В толпе суетился коренастый парень с лиловой бородавкой на носу:
— Я знаю этого музыканта. Рядом живем. День и ночь на рояле бренчит. Сам себе играет. Работать не хочет, а на рояле бренчит. Вишь, пальцы-то, как у шкелета, — картошку ни разу не садил.
А старый музыкант не слышал этих слов, он с беспокойством поглядывал в сторону ларька с мандаринами.
Но вот купили этот странный костюм. Полный бумажник денег у старика. Ух, сколько денег!
Старый сразу же к ларьку припустил. Старый, а бегом бежит.
На ларьке три мандаринины осталось.
Музыкант все купил, не торговался даже.
Ленька видел, как старик складывал в сумку хлеб, картошку. Теперь-то он не сомневался, что это тот самый богач, которого заприметил на базаре Алька Кузин.
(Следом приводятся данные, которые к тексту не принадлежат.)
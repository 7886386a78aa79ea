pub mod entities;
pub mod migrator;
pub mod repositories;
pub mod seed;

use sea_orm::{Database, DatabaseConnection};
use tracing::info;

/// Database configuration
#[derive(Debug, Clone)]
pub struct DatabaseConfig {
    /// Database URL (e.g., "sqlite://./members.db?mode=rwc")
    pub url: String,
}

impl Default for DatabaseConfig {
    fn default() -> Self {
        Self {
            url: "sqlite://./members.db?mode=rwc".to_string(),
        }
    }
}

impl DatabaseConfig {
    /// Create config for SQLite
    pub fn sqlite(path: &str) -> Self {
        Self {
            url: format!("sqlite://{}?mode=rwc", path),
        }
    }

    /// Create config from environment variable
    pub fn from_env() -> Self {
        Self {
            url: std::env::var("DATABASE_URL")
                .unwrap_or_else(|_| "sqlite://./members.db?mode=rwc".to_string()),
        }
    }
}

/// Initialize database connection
pub async fn init_database(config: &DatabaseConfig) -> Result<DatabaseConnection, sea_orm::DbErr> {
    info!("Connecting to database: {}", config.url);
    let db = Database::connect(&config.url).await?;
    info!("Database connected successfully");
    Ok(db)
}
Точно — богач: накупил столько, а денег еще целая куча.
Старик выбрался с базара и пошел к станции.
Ошалевший от голода Ленька брел за ним как во сне. Жвачка во рту испортилась, тянуться перестала, ломкой сделалась. Обычно такой порции на целый день хватало, а эта сразу сжевалась. Челюсти трещат, а есть еще сильней хочется.
Подошел рабочий поезд, и старый музыкант поднялся в последний вагон. Ленька тоже влез — и поезд тронулся.
Музыкант сел на скамейку. Справа от него примостился базарный парень с бородавкой на носу. Сидит, семечки щелкает.
Ленька слева пристроился. Музыкант нахохлился над своей сумкой. Между ног ее держит. В сумке хлеб и картошка. Мандарины в пиджаке — вон карманы-то оттопырились.
Ленька подвинулся поближе к старику. Тот заглядывал в какой-то блокнот с поперечными линиями. На линиях повисли похожие на головастиков закорючки.
Ленькина рука потянулась к карману, нащупала мандарин…
А с другой стороны из кармана музыканта тянул бумажник парень с бородавкой.
Ленька выдернул мандарин первым.
Музыкант встряхнулся, бородавочный руку отдернул.
Глаза старика казались большими и страшными. Они мертво вцепились в Леньку и не двигались.
Ленька ойкнул и бросил мандарин. Пулей выскочил в тамбур, а сзади орали:
— Держите вора!
Ленька по каким-то шлангам полез на крышу. Вагон сильно качало. Это, наверно, потому, что он последний. Ленька переполз на середину и залег. Внизу грохотало, вверху выл ветер, вокруг кружился лес, а впереди после изгиба показалась Долгая гора, по которой, Ленька это знал, поезда ходили пешком.